Paternal pride forces me to mention this. In the bowels of this site you’ll find a brief mention of all the missed opportunities for writers to immortalise Robert Buchanan in their work (it’s on the Patience page in the Miscellanea section). Last December saw the publication of The Strange Case of Robert Louis Stevenson by Peter Regan, which features two Jacks (Spring-heeled and Ripper) and one Jay (Harriett). Buchanan gets a passing mention, that’s all.

rlscoverfrthmb02

8 May 2022

I came across a couple of items originally published in Once A Week which I hadn’t spotted before. Both were by ‘B.’ but the first:

Una, the Moon-Fay; or, the Vision of Chastity

is assigned to Buchanan on the Digital Victorian Periodical Poetry site and seems to fit in with that group of ‘medieval/King Arthur’ poems he was publishing in Once A Week and The St. James Magazine in the early 1860s.

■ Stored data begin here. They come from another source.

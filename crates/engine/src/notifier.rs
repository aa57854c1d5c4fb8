//! User notification seam.

use async_trait::async_trait;
use thiserror::Error;
use tracing::info;
use uuid::Uuid;

#[derive(Error, Debug, Clone, PartialEq, Eq)]
pub enum NotifierError {
    #[error("no delivery channel for user {0}")]
    NoSubscription(Uuid),
    #[error("delivery failed: {0}")]
    Delivery(String),
}

#[derive(Clone, Debug, PartialEq, Eq)]
pub struct Notification {
    pub title: String,
    pub body: String,
}

/// Outcome of fanning a notification out to every device of a user.
#[derive(Debug, Default)]
pub struct Delivery {
    pub sent: usize,
    pub failures: Vec<NotifierError>,
}

#[async_trait]
pub trait Notifier: Send + Sync {
    async fn notify(&self, user_id: Uuid, notification: &Notification) -> Delivery;
}

/// Writes notifications to the log instead of delivering them.
#[derive(Debug, Default, Clone, Copy)]
pub struct LogNotifier;

#[async_trait]
impl Notifier for LogNotifier {
    async fn notify(&self, user_id: Uuid, notification: &Notification) -> Delivery {
        info!(
            user_id = %user_id,
            title = %notification.title,
            body = %notification.body,
            "notification"
        );
        Delivery {
            sent: 1,
            failures: Vec::new(),
        }
    }
}
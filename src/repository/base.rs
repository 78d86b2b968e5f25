//! Generic repository over a session with rollback-on-error semantics.

use super::{GetById, ModelMapper};
use crate::error::AppError;
use crate::session::{
    from_field_map, is_connectivity_error, to_field_map, Entity, Model, RecordState, Session,
    STATE_FIELD,
};
use crate::sql::{ping, select_by_id, Statement};
use async_trait::async_trait;
use serde::Serialize;
use serde_json::Value;

/// Wraps a caller-owned session. Pass `&mut session` to keep ownership outside.
///
/// `M` is the repository's [`ModelMapper`]; it ties the repository to one
/// DTO type and one model type. Model-less repositories use `()`.
///
/// Every session failure rolls back the active transaction before the
/// original error is returned.
pub struct BaseRepository<S, M = ()> {
    session: S,
    mapper: M,
}

impl<S: Session> BaseRepository<S> {
    pub fn new(session: S) -> Self {
        BaseRepository { session, mapper: () }
    }
}

impl<S: Session, M> BaseRepository<S, M> {
    pub fn with_mapper(session: S, mapper: M) -> Self {
        BaseRepository { session, mapper }
    }

    pub fn mapper(&self) -> &M {
        &self.mapper
    }

    pub fn session(&self) -> &S {
        &self.session
    }

    pub fn session_mut(&mut self) -> &mut S {
        &mut self.session
    }

    pub fn into_session(self) -> S {
        self.session
    }

    /// Stage an instance for the next flush.
    pub fn add<T: Model>(&mut self, instance: &T) -> Result<(), AppError> {
        let entity = Entity::from_model(instance)?;
        self.session.add(entity);
        Ok(())
    }

    pub async fn commit(&mut self) -> Result<(), AppError> {
        match self.session.commit().await {
            Ok(()) => Ok(()),
            Err(e) => Err(self.rollback_after(e).await),
        }
    }

    pub async fn flush(&mut self) -> Result<(), AppError> {
        self.flush_entities().await.map(|_| ())
    }

    /// Run a statement. Without the active transaction it runs in its own nested scope.
    pub async fn execute(
        &mut self,
        statement: &Statement,
        use_active_transaction: bool,
    ) -> Result<Vec<Value>, AppError> {
        let result = if use_active_transaction {
            self.session.execute(statement).await
        } else {
            self.execute_scoped(statement).await
        };
        match result {
            Ok(rows) => Ok(rows),
            Err(e) => Err(self.rollback_after(e).await),
        }
    }

    /// Reload an instance from the database.
    pub async fn refresh<T: Model>(&mut self, instance: &mut T) -> Result<(), AppError> {
        let mut entity = Entity::from_model(instance)?;
        if let Err(e) = self.session.refresh(&mut entity).await {
            return Err(self.rollback_after(e).await);
        }
        match entity.into_model() {
            Ok(model) => {
                *instance = model;
                Ok(())
            }
            Err(e) => Err(self.rolled_back(e).await),
        }
    }

    /// Fetch one model by primary key.
    pub async fn get_by_id<T: Model>(&mut self, id: Value) -> Result<Option<T>, AppError> {
        let q = select_by_id(T::TABLE, T::PRIMARY_KEY, id);
        let rows = self.execute(&q, true).await?;
        match rows.into_iter().next() {
            Some(Value::Object(values)) => {
                let mut entity = Entity::new(T::TABLE, T::PRIMARY_KEY, values);
                entity.set_state(RecordState::Persistent);
                Ok(Some(entity.into_model()?))
            }
            _ => Ok(None),
        }
    }

    /// Add and flush; returns the model with database-generated values.
    pub async fn add_record<T: Model>(&mut self, model: T) -> Result<T, AppError> {
        self.add(&model)?;
        self.flush_written(model).await
    }

    /// Copy fields of `new_data` onto `existing`, then write them to the row
    /// stored under `existing`'s primary key.
    ///
    /// Fields named in `ignore_fields` and the session's `_state` field keep
    /// their existing values. A null primary key in `new_data` keeps the
    /// stored key; a different one moves the row to it.
    pub async fn update<T: Model>(
        &mut self,
        existing: T,
        new_data: &T,
        ignore_fields: &[&str],
    ) -> Result<T, AppError> {
        let stored_key = Entity::from_model(&existing)?.id().cloned();
        let mut merged = to_field_map(&existing)?;
        for (name, value) in to_field_map(new_data)? {
            if name == STATE_FIELD || ignore_fields.contains(&name.as_str()) {
                continue;
            }
            if name == T::PRIMARY_KEY && value.is_null() {
                continue;
            }
            merged.insert(name, value);
        }
        let updated: T = from_field_map(merged)?;
        let entity = match stored_key {
            Some(key) => Entity::for_update(&updated, key)?,
            None => Entity::from_model(&updated)?,
        };
        self.session.add(entity);
        self.flush_written(updated).await
    }

    /// `SELECT 1`: false when the database is unreachable.
    pub async fn is_connection_exist(&mut self) -> Result<bool, AppError> {
        match self.execute(&ping(), true).await {
            Ok(_) => Ok(true),
            Err(AppError::Db(e)) if is_connectivity_error(&e) => {
                tracing::warn!(error = %e, "database connection check failed");
                Ok(false)
            }
            Err(e) => Err(e),
        }
    }

    /// Flush and map the last written row back to a model; `fallback` when
    /// the session wrote nothing.
    async fn flush_written<T: Model>(&mut self, fallback: T) -> Result<T, AppError> {
        let mut written = self.flush_entities().await?;
        match written.pop().map(Entity::into_model::<T>) {
            Some(Ok(model)) => Ok(model),
            Some(Err(e)) => Err(self.rolled_back(e).await),
            None => Ok(fallback),
        }
    }

    async fn flush_entities(&mut self) -> Result<Vec<Entity>, AppError> {
        match self.session.flush().await {
            Ok(written) => Ok(written),
            Err(e) => Err(self.rollback_after(e).await),
        }
    }

    async fn execute_scoped(&mut self, statement: &Statement) -> Result<Vec<Value>, sqlx::Error> {
        self.session.begin().await?;
        let rows = self.session.execute(statement).await?;
        self.session.commit().await?;
        Ok(rows)
    }

    async fn rollback_after(&mut self, err: sqlx::Error) -> AppError {
        self.rolled_back(AppError::Db(err)).await
    }

    /// Roll back, keeping the original error. A failed rollback is only logged.
    async fn rolled_back(&mut self, err: AppError) -> AppError {
        tracing::error!(error = %err, "session operation failed, rolling back");
        if let Err(rollback_err) = self.session.rollback().await {
            tracing::warn!(error = %rollback_err, "rollback failed");
        }
        err
    }
}

impl<S: Session, M: ModelMapper> BaseRepository<S, M> {
    /// Fetch by primary key, as a DTO.
    pub async fn find_dto(&mut self, id: Value) -> Result<Option<M::Dto>, AppError> {
        let model = self.get_by_id::<M::Model>(id).await?;
        Ok(model.map(|m| self.mapper.model_to_dto(&m)))
    }

    /// Convert, add and flush a DTO; returns it with database-generated values.
    pub async fn add_dto(&mut self, dto: &M::Dto) -> Result<M::Dto, AppError> {
        let model = self.mapper.dto_to_model(dto);
        let saved = self.add_record(model).await?;
        Ok(self.mapper.model_to_dto(&saved))
    }
}

#[async_trait]
impl<S, M> GetById for BaseRepository<S, M>
where
    S: Session,
    M: ModelMapper + Send,
    M::Dto: Serialize + Send,
{
    type Entity = M::Dto;

    async fn get_by_id(&mut self, id: &Value) -> Result<Option<M::Dto>, AppError> {
        self.find_dto(id.clone()).await
    }
}
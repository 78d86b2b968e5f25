//! Parameterized statements. Identifiers come from model declarations, values are always bound.

mod builder;
pub mod params;
pub use builder::*;
pub use params::*;
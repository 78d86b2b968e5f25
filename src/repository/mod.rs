//! Repository layer: a session-backed base plus the capabilities services consume.

mod base;
mod common;

pub use base::BaseRepository;
pub use common::CommonRepo;

use crate::error::AppError;
use async_trait::async_trait;
use serde::Serialize;
use serde_json::Value;

/// DTO and model conversion, implemented by each concrete repository.
pub trait ModelMapper {
    type Dto;
    type Model: crate::session::Model;

    fn model_to_dto(&self, model: &Self::Model) -> Self::Dto;

    fn dto_to_model(&self, dto: &Self::Dto) -> Self::Model;
}

/// Fetch a single entity by id. Consumed by ownership checks.
#[async_trait]
pub trait GetById: Send {
    type Entity: Serialize + Send;

    async fn get_by_id(&mut self, id: &Value) -> Result<Option<Self::Entity>, AppError>;
}
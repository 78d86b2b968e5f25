//! PostgreSQL session over a sqlx pool.

use super::{Entity, RecordState, Session};
use crate::sql::{select_by_id, update_by_key, upsert, PgBindValue, Statement};
use async_trait::async_trait;
use serde_json::{Map, Value};
use sqlx::postgres::types::PgInterval;
use sqlx::postgres::{PgRow, PgTypeKind};
use sqlx::{PgConnection, PgPool, Postgres, Transaction};

/// Session holding at most one open transaction. Nested `begin` calls become savepoints.
pub struct PgSession {
    pool: PgPool,
    tx: Option<Transaction<'static, Postgres>>,
    savepoints: u32,
    pending: Vec<Entity>,
}

impl PgSession {
    pub fn new(pool: PgPool) -> Self {
        PgSession {
            pool,
            tx: None,
            savepoints: 0,
            pending: Vec::new(),
        }
    }

    pub fn pool(&self) -> &PgPool {
        &self.pool
    }

    pub fn in_transaction(&self) -> bool {
        self.tx.is_some()
    }

    /// Connection of the open transaction, beginning one if needed.
    async fn connection(&mut self) -> Result<&mut PgConnection, sqlx::Error> {
        let tx = match self.tx.take() {
            Some(tx) => tx,
            None => {
                tracing::debug!("begin transaction");
                self.pool.begin().await?
            }
        };
        Ok(&mut **self.tx.insert(tx))
    }

    async fn fetch(&mut self, statement: &Statement) -> Result<Vec<PgRow>, sqlx::Error> {
        tracing::debug!(sql = %statement.sql, params = ?statement.params, "query");
        let conn = self.connection().await?;
        let mut query = sqlx::query(&statement.sql);
        for p in &statement.params {
            query = query.bind(PgBindValue::from_json(p));
        }
        query.fetch_all(&mut *conn).await
    }

    async fn simple(&mut self, sql: String) -> Result<(), sqlx::Error> {
        tracing::debug!(sql = %sql, "query");
        let conn = self.connection().await?;
        sqlx::query(&sql).execute(&mut *conn).await?;
        Ok(())
    }
}

#[async_trait]
impl Session for PgSession {
    fn add(&mut self, entity: Entity) {
        self.pending.push(entity);
    }

    async fn flush(&mut self) -> Result<Vec<Entity>, sqlx::Error> {
        let pending = std::mem::take(&mut self.pending);
        let mut out = Vec::with_capacity(pending.len());
        for entity in pending {
            let q = match &entity.persisted_key {
                Some(key) => update_by_key(
                    entity.table,
                    entity.primary_key,
                    key.clone(),
                    &entity.columns(),
                ),
                None => upsert(entity.table, entity.primary_key, &entity.columns()),
            };
            // an update of a vanished row matches nothing
            let row = self
                .fetch(&q)
                .await?
                .into_iter()
                .next()
                .ok_or(sqlx::Error::RowNotFound)?;
            let mut written = Entity::new(entity.table, entity.primary_key, row_to_map(&row)?);
            written.set_state(RecordState::Persistent);
            out.push(written);
        }
        Ok(out)
    }

    async fn commit(&mut self) -> Result<(), sqlx::Error> {
        if !self.pending.is_empty() {
            self.flush().await?;
        }
        if self.savepoints > 0 {
            let sql = format!("RELEASE SAVEPOINT sp_{}", self.savepoints);
            self.simple(sql).await?;
            self.savepoints -= 1;
            return Ok(());
        }
        if let Some(tx) = self.tx.take() {
            tracing::debug!("commit transaction");
            tx.commit().await?;
        }
        Ok(())
    }

    async fn refresh(&mut self, entity: &mut Entity) -> Result<(), sqlx::Error> {
        let id = entity.id().cloned().ok_or(sqlx::Error::RowNotFound)?;
        let q = select_by_id(entity.table, entity.primary_key, id);
        let row = self
            .fetch(&q)
            .await?
            .into_iter()
            .next()
            .ok_or(sqlx::Error::RowNotFound)?;
        entity.values = row_to_map(&row)?;
        entity.persisted_key = None;
        entity.set_state(RecordState::Persistent);
        Ok(())
    }

    async fn execute(&mut self, statement: &Statement) -> Result<Vec<Value>, sqlx::Error> {
        let rows = self.fetch(statement).await?;
        rows.iter()
            .map(|r| row_to_map(r).map(Value::Object))
            .collect()
    }

    async fn rollback(&mut self) -> Result<(), sqlx::Error> {
        self.pending.clear();
        self.savepoints = 0;
        if let Some(tx) = self.tx.take() {
            tracing::debug!("rollback transaction");
            tx.rollback().await?;
        }
        Ok(())
    }

    async fn begin(&mut self) -> Result<(), sqlx::Error> {
        if self.tx.is_none() {
            self.connection().await?;
            return Ok(());
        }
        let sql = format!("SAVEPOINT sp_{}", self.savepoints + 1);
        self.simple(sql).await?;
        self.savepoints += 1;
        Ok(())
    }
}

fn row_to_map(row: &PgRow) -> Result<Map<String, Value>, sqlx::Error> {
    use sqlx::Column;
    use sqlx::Row;
    let mut map = Map::new();
    for col in row.columns() {
        let name = col.name();
        map.insert(name.to_string(), cell_to_value(row, name)?);
    }
    Ok(map)
}

/// Decode one cell. Types with no JSON mapping are a decode error, never a silent null.
fn cell_to_value(row: &PgRow, name: &str) -> Result<Value, sqlx::Error> {
    use sqlx::{Row, TypeInfo, ValueRef};
    let raw = row.try_get_raw(name)?;
    if raw.is_null() {
        return Ok(Value::Null);
    }
    let type_info = raw.type_info().into_owned();

    if let Ok(n) = row.try_get::<i16, _>(name) {
        return Ok(Value::Number(n.into()));
    }
    if let Ok(n) = row.try_get::<i32, _>(name) {
        return Ok(Value::Number(n.into()));
    }
    if let Ok(n) = row.try_get::<i64, _>(name) {
        return Ok(Value::Number(n.into()));
    }
    if let Ok(n) = row.try_get::<f32, _>(name) {
        return Ok(float(n as f64));
    }
    if let Ok(n) = row.try_get::<f64, _>(name) {
        return Ok(float(n));
    }
    if let Ok(d) = row.try_get::<sqlx::types::Decimal, _>(name) {
        return Ok(d
            .normalize()
            .to_string()
            .parse::<serde_json::Number>()
            .map(Value::Number)
            .unwrap_or_else(|_| Value::String(d.to_string())));
    }
    if let Ok(b) = row.try_get::<bool, _>(name) {
        return Ok(Value::Bool(b));
    }
    if let Ok(u) = row.try_get::<uuid::Uuid, _>(name) {
        return Ok(Value::String(u.to_string()));
    }
    if let Ok(d) = row.try_get::<chrono::DateTime<chrono::Utc>, _>(name) {
        return Ok(Value::String(d.to_rfc3339()));
    }
    if let Ok(d) = row.try_get::<chrono::NaiveDateTime, _>(name) {
        return Ok(Value::String(d.format("%Y-%m-%dT%H:%M:%S%.f").to_string()));
    }
    if let Ok(d) = row.try_get::<chrono::NaiveDate, _>(name) {
        return Ok(Value::String(d.format("%Y-%m-%d").to_string()));
    }
    if let Ok(t) = row.try_get::<chrono::NaiveTime, _>(name) {
        return Ok(Value::String(t.format("%H:%M:%S%.f").to_string()));
    }
    if let Ok(s) = row.try_get::<String, _>(name) {
        return Ok(Value::String(s));
    }
    if let Ok(j) = row.try_get::<Value, _>(name) {
        return Ok(j);
    }
    if let Ok(i) = row.try_get::<PgInterval, _>(name) {
        return Ok(serde_json::json!({
            "months": i.months,
            "days": i.days,
            "microseconds": i.microseconds,
        }));
    }
    if let Ok(v) = row.try_get::<Vec<i64>, _>(name) {
        return Ok(Value::from(v));
    }
    if let Ok(v) = row.try_get::<Vec<i32>, _>(name) {
        return Ok(Value::from(v));
    }
    if let Ok(v) = row.try_get::<Vec<String>, _>(name) {
        return Ok(Value::from(v));
    }
    if let Ok(v) = row.try_get::<Vec<bool>, _>(name) {
        return Ok(Value::from(v));
    }
    if let Ok(v) = row.try_get::<Vec<f64>, _>(name) {
        return Ok(Value::Array(v.into_iter().map(float).collect()));
    }
    if let Ok(v) = row.try_get::<Vec<uuid::Uuid>, _>(name) {
        return Ok(Value::from(v.iter().map(|u| u.to_string()).collect::<Vec<_>>()));
    }
    // enum labels travel as their text in both wire formats
    if let PgTypeKind::Enum(_) = type_info.kind() {
        if let Ok(label) = raw.as_str() {
            return Ok(Value::String(label.to_string()));
        }
    }
    Err(sqlx::Error::ColumnDecode {
        index: format!("{:?}", name),
        source: format!("no JSON mapping for column type {}", type_info.name()).into(),
    })
}

/// Non-finite floats have no JSON number form.
fn float(n: f64) -> Value {
    serde_json::Number::from_f64(n)
        .map(Value::Number)
        .unwrap_or(Value::Null)
}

The other item is a short story:

Jessie Cameron’s Bairn

which was published in Once a Week on 29th June, 1861, and was then reprinted as part of Storm-beaten: or Christmas Eve at the “Old Anchor” Inn. The book was a joint venture of Buchanan’s with his friend Charles Gibbon and this is the first story I’ve come across which is by Buchanan or at least by ‘B.’ On the section relating to Storm-beaten I’ve always suggested that the poems in the book are by Buchanan and the stories by Gibbon, but I’ve now amended that.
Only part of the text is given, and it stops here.